Petry is not a gifted orator. Her speeches tend to be dull, with ornate sentences and technocratic talking points, and she is more comfortable citing economic studies than discussing the lives of ordinary people. Her manner belies the extremism of the AfD’s views. At the start of this year, Petry said that, in the face of the recent influx of refugees (many of them fleeing the war in Syria), the police might have to shoot people crossing the border illegally. In April, the Party said that head scarves should be banned in schools and universities, and minarets prohibited. Party members called for a referendum on whether to leave the euro; for the expulsion of Allied troops, who have been stationed in Germany since 1945; and for school curriculums that focus more on “positive, identity-uplifting” episodes in German history and less on Nazi crimes. Most contentious of all was the declaration “Islam does not belong in Germany.”

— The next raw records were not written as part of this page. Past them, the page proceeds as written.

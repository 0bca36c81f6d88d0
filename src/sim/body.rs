//! Kinematic disc bodies
//!
//! A body owns its position, velocity and radius. The engine only touches
//! them through the operations here.

use glam::Vec2;
use serde::{Deserialize, Serialize};

use super::collision::swept_disc_segment_with_step;
use super::maze::WallSource;
use super::response::{
    CollisionOutcome, resolve_against_static, resolve_bodies, resolve_edge, resolve_wall,
};
use super::wall::WallRef;
use crate::consts::MIN_BODY_RADIUS;
use crate::settings::PhysicsSettings;

/// A moving disc
#[derive(Debug, Clone, Serialize, Deserialize)]
pub struct KinematicBody {
    pub pos: Vec2,
    /// Position at the start of the current step (swept wall checks start here)
    pub prev_pos: Vec2,
    pub vel: Vec2,
    radius: f32,
    /// 0 means immovable
    pub inverse_mass: f32,
    /// Speed cap applied after integration and after every resolution
    pub max_speed: f32,
    /// Velocity retained per logical frame
    pub friction: f32,
}

impl KinematicBody {
    /// Unit-mass body with no speed cap and no friction
    pub fn new(pos: Vec2, radius: f32) -> Self {
        Self {
            pos,
            prev_pos: pos,
            vel: Vec2::ZERO,
            radius: sanitize_radius(radius),
            inverse_mass: 1.0,
            max_speed: f32::INFINITY,
            friction: 1.0,
        }
    }

    /// A body that never moves and acts as infinite mass in collisions
    pub fn immovable(pos: Vec2, radius: f32) -> Self {
        Self {
            inverse_mass: 0.0,
            ..Self::new(pos, radius)
        }
    }

    /// Non-positive or non-finite mass makes the body immovable
    pub fn with_mass(mut self, mass: f32) -> Self {
        self.inverse_mass = if mass.is_finite() && mass > 0.0 { 1.0 / mass } else { 0.0 };
        self
    }

    pub fn with_max_speed(mut self, max_speed: f32) -> Self {
        self.max_speed = max_speed.max(0.0);
        self
    }

    pub fn with_friction(mut self, friction: f32) -> Self {
        self.friction = friction.clamp(0.0, 1.0);
        self
    }

    pub fn with_velocity(mut self, vel: Vec2) -> Self {
        self.vel = vel;
        self
    }

    #[inline]
    pub fn radius(&self) -> f32 {
        self.radius
    }

    pub fn set_radius(&mut self, radius: f32) {
        self.radius = sanitize_radius(radius);
    }

    #[inline]
    pub fn is_immovable(&self) -> bool {
        self.inverse_mass <= 0.0
    }

    /// Mass (infinite for immovable bodies)
    pub fn mass(&self) -> f32 {
        if self.is_immovable() {
            f32::INFINITY
        } else {
            1.0 / self.inverse_mass
        }
    }

    #[inline]
    pub fn speed(&self) -> f32 {
        self.vel.length()
    }

    /// Linear momentum (zero for immovable bodies)
    pub fn momentum(&self) -> Vec2 {
        if self.is_immovable() {
            Vec2::ZERO
        } else {
            self.vel / self.inverse_mass
        }
    }

    pub fn kinetic_energy(&self) -> f32 {
        if self.is_immovable() {
            0.0
        } else {
            0.5 * self.vel.length_squared() / self.inverse_mass
        }
    }

    /// Change velocity by `impulse / mass`
    pub fn apply_impulse(&mut self, impulse: Vec2) {
        self.vel += impulse * self.inverse_mass;
    }

    /// Clamp speed to `max_speed`; a non-finite velocity is zeroed
    pub fn clamp_speed(&mut self) {
        if !self.vel.is_finite() {
            log::warn!("Non-finite velocity reset to zero");
            self.vel = Vec2::ZERO;
            return;
        }
        let speed = self.vel.length();
        if speed > self.max_speed {
            self.vel *= self.max_speed / speed;
        }
    }

    /// Integrate acceleration, apply friction, clamp, then advance position
    ///
    /// Stores the step-start position in `prev_pos`. Immovable bodies stay put.
    pub fn integrate(&mut self, accel: Vec2, dt: f32) {
        self.prev_pos = self.pos;
        if self.is_immovable() {
            return;
        }
        let dt = if dt.is_finite() { dt.max(0.0) } else { 0.0 };

        self.vel += accel * dt;
        if self.friction < 1.0 {
            self.vel *= self.friction.powf(dt);
        }
        self.clamp_speed();
        self.pos += self.vel * dt;
    }

    /// One full physics step against walls
    ///
    /// Integrates, then resolves up to `settings.contact_iterations` wall
    /// contacts along the path, re-sweeping whatever displacement remains
    /// after each bounce. Speed is clamped again afterwards.
    pub fn step(
        &mut self,
        accel: Vec2,
        dt: f32,
        walls: WallSource<'_>,
        settings: &PhysicsSettings,
    ) -> Vec<CollisionOutcome> {
        self.integrate(accel, dt);

        let mut outcomes = Vec::new();
        let mut start = self.prev_pos;
        let mut remaining = 1.0;
        for iteration in 0..settings.contact_iterations.max(1) {
            if iteration > 0 {
                // Continue along the bounced velocity for the unused part of the step
                if remaining <= 0.0 || self.vel == Vec2::ZERO {
                    break;
                }
                start = self.pos;
                self.pos += self.vel * dt * remaining;
            }

            let Some((outcome, fraction)) = self.sweep_walls(start, walls, settings) else {
                break;
            };
            outcomes.push(outcome);
            remaining *= 1.0 - fraction;
        }

        self.clamp_speed();
        outcomes
    }

    /// Check the path from `prev_pos` to `pos` against walls
    ///
    /// Resolves the earliest contact only and reports which wall was struck.
    pub fn check_wall_collision(
        &mut self,
        walls: WallSource<'_>,
        settings: &PhysicsSettings,
    ) -> Option<CollisionOutcome> {
        self.sweep_walls(self.prev_pos, walls, settings)
            .map(|(outcome, _)| outcome)
    }

    fn sweep_walls(
        &mut self,
        start: Vec2,
        walls: WallSource<'_>,
        settings: &PhysicsSettings,
    ) -> Option<(CollisionOutcome, f32)> {
        let query_radius = self.radius * settings.path_query_scale;
        let mut earliest: Option<(super::collision::Contact, WallRef)> = None;

        for obstacle in walls.candidates(start, self.pos, query_radius) {
            if !obstacle.is_active() {
                continue;
            }
            let contact = swept_disc_segment_with_step(
                start,
                self.pos,
                self.radius,
                &obstacle.segment(),
                settings.sweep_step_fraction,
            );
            // Strict comparison keeps the lowest id on ties
            if contact.hit && earliest.is_none_or(|(best, _)| contact.fraction < best.fraction) {
                earliest = Some((contact, obstacle.wall_ref()));
            }
        }

        let (contact, wall) = earliest?;
        let margin = self.radius * settings.push_margin_fraction;
        let impulse = resolve_wall(self, &contact, settings.restitution, margin);
        Some((
            CollisionOutcome::Wall {
                wall,
                point: contact.point,
                normal: contact.normal,
                impulse,
            },
            contact.fraction,
        ))
    }

    /// Check and resolve overlap with another disc
    ///
    /// With `other` supplied, both bodies receive equal and opposite impulses
    /// and `other_pos`/`other_radius` are taken from it. Without it the other
    /// disc is treated as immovable.
    pub fn check_circle_collision(
        &mut self,
        other_pos: Vec2,
        other_radius: f32,
        other: Option<&mut KinematicBody>,
        restitution: f32,
    ) -> Option<CollisionOutcome> {
        let (normal, impulse) = match other {
            Some(other) => resolve_bodies(self, other, restitution)?,
            None => resolve_against_static(self, other_pos, other_radius, restitution)?,
        };
        self.clamp_speed();
        Some(CollisionOutcome::Body { normal, impulse })
    }

    /// Bounce off the arena rectangle `[0, size]`
    pub fn check_edge_collision(
        &mut self,
        size: Vec2,
        restitution: f32,
    ) -> Option<CollisionOutcome> {
        let (normal, impulse) = resolve_edge(self, size, restitution)?;
        self.clamp_speed();
        Some(CollisionOutcome::Edge { normal, impulse })
    }
}

fn sanitize_radius(radius: f32) -> f32 {
    if radius.is_finite() && radius > MIN_BODY_RADIUS {
        radius
    } else {
        MIN_BODY_RADIUS
    }
}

By American standards, especially in the age of Donald Trump, contemporary German politics is decorous and understated. But although Petry’s crisp style is in many ways the opposite of Trump’s, her rise has similarities to his. She, too, has come late to politics and relishes her outsider status. Like him, she often works by insinuation, fanning right-wing conspiracy theories not merely to stir up grievances but to bind members together with a sense of shared beliefs. Like him, she has been accused of financial improprieties. Like him, she castigates the media for liberal bias but also thrives on media attention. Petry and her colleagues have mastered the art of dominating the news cycle, to the point where a visitor to Germany listening to the radio or reading the newspapers could be forgiven for thinking that the AfD is the party in power. [Continue reading…]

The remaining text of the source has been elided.